= Beginning of Section =

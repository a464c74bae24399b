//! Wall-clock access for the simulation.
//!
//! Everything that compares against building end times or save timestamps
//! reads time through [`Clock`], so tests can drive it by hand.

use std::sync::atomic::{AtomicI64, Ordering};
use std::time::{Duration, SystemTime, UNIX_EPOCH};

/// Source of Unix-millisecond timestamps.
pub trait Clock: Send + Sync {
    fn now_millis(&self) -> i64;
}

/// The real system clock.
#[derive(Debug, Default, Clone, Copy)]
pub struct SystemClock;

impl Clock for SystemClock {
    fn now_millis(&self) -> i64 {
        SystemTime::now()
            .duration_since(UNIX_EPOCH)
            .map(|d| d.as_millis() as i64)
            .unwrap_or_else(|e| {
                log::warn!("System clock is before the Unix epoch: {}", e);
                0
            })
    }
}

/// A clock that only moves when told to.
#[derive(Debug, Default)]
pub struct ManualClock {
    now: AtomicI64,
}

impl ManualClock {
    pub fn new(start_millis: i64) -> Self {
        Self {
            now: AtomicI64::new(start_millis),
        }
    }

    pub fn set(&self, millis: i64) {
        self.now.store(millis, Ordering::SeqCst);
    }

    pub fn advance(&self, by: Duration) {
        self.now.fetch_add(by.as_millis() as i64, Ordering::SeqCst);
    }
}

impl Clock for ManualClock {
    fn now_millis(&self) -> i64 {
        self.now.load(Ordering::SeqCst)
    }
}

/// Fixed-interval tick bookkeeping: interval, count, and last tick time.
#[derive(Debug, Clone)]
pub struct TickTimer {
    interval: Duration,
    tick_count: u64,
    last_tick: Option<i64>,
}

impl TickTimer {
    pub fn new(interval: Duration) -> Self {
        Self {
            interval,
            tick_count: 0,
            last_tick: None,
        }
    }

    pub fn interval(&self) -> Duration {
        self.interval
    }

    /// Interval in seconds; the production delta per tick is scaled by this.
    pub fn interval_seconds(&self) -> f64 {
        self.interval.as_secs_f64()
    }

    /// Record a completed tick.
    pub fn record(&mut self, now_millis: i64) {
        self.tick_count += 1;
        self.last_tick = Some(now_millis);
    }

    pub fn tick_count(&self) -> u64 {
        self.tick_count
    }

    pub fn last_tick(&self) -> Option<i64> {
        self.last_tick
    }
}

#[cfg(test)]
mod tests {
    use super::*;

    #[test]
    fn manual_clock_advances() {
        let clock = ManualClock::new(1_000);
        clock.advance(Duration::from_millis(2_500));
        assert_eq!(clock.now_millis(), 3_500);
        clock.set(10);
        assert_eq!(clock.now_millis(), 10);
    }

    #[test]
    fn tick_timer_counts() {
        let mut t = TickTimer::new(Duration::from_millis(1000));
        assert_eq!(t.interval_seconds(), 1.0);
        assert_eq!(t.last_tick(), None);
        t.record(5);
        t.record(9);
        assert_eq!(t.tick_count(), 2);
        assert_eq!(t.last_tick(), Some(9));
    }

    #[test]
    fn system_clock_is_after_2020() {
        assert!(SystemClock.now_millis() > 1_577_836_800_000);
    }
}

= End of Section =

> Problem
All entries are to be printed once more, exactly as given.

> Solution to this exercise
repository a464c74bae24399b
//! Wall-clock access for the simulation.
//!
//! Everything that compares against building end times or save timestamps
//! reads time through [`Clock`], so tests can drive it by hand.

use std::sync::atomic::{AtomicI64, Ordering};
use std::time::{Duration, SystemTime, UNIX_EPOCH};

/// Source of Unix-millisecond timestamps.
pub trait Clock: Send + Sync {
    fn now_millis(&self) -> i64;
}

/// The real system clock.
#[derive(Debug, Default, Clone, Copy)]
pub struct SystemClock;

impl Clock for SystemClock {
    fn now_millis(&self) -> i64 {
        SystemTime::now()
            .duration_since(UNIX_EPOCH)
            .map(|d| d.as_millis() as i64)
            .unwrap_or_else(|e| {
                log::warn!("System clock is before the Unix epoch: {}", e);
                0
            })
    }
}

/// A clock that only moves when told to.
#[derive(Debug, Default)]
pub struct ManualClock {
    now: AtomicI64,
}

impl ManualClock {
    pub fn new(start_millis: i64) -> Self {
        Self {
            now: AtomicI64::new(start_millis),
        }
    }

    pub fn set(&self, millis: i64) {
        self.now.store(millis, Ordering::SeqCst);
    }

    pub fn advance(&self, by: Duration) {
        self.now.fetch_add(by.as_millis() as i64, Ordering::SeqCst);
    }
}

impl Clock for ManualClock {
    fn now_millis(&self) -> i64 {
        self.now.load(Ordering::SeqCst)
    }
}

/// Fixed-interval tick bookkeeping: interval, count, and last tick time.
#[derive(Debug, Clone)]
pub struct TickTimer {
    interval: Duration,
    tick_count: u64,
    last_tick: Option<i64>,
}

impl TickTimer {
    pub fn new(interval: Duration) -> Self {
        Self {
            interval,
            tick_count: 0,
            last_tick: None,
        }
    }

    pub fn interval(&self) -> Duration {
        self.interval
    }

    /// Interval in seconds; the production delta per tick is scaled by this.
    pub fn interval_seconds(&self) -> f64 {
        self.interval.as_secs_f64()
    }

    /// Record a completed tick.
    pub fn record(&mut self, now_millis: i64) {
        self.tick_count += 1;
        self.last_tick = Some(now_millis);
    }

    pub fn tick_count(&self) -> u64 {
        self.tick_count
    }

    pub fn last_tick(&self) -> Option<i64> {
        self.last_tick
    }
}

#[cfg(test)]
mod tests {
    use super::*;

    #[test]
    fn manual_clock_advances() {
        let clock = ManualClock::new(1_000);
        clock.advance(Duration::from_millis(2_500));
        assert_eq!(clock.now_millis(), 3_500);
        clock.set(10);
        assert_eq!(clock.now_millis(), 10);
    }

    #[test]
    fn tick_timer_counts() {
        let mut t = TickTimer::new(Duration::from_millis(1000));
        assert_eq!(t.interval_seconds(), 1.0);
        assert_eq!(t.last_tick(), None);
        t.record(5);
        t.record(9);
        assert_eq!(t.tick_count(), 2);
        assert_eq!(t.last_tick(), Some(9));
    }

    #[test]
    fn system_clock_is_after_2020() {
        assert!(SystemClock.now_millis() > 1_577_836_800_000);
    }
}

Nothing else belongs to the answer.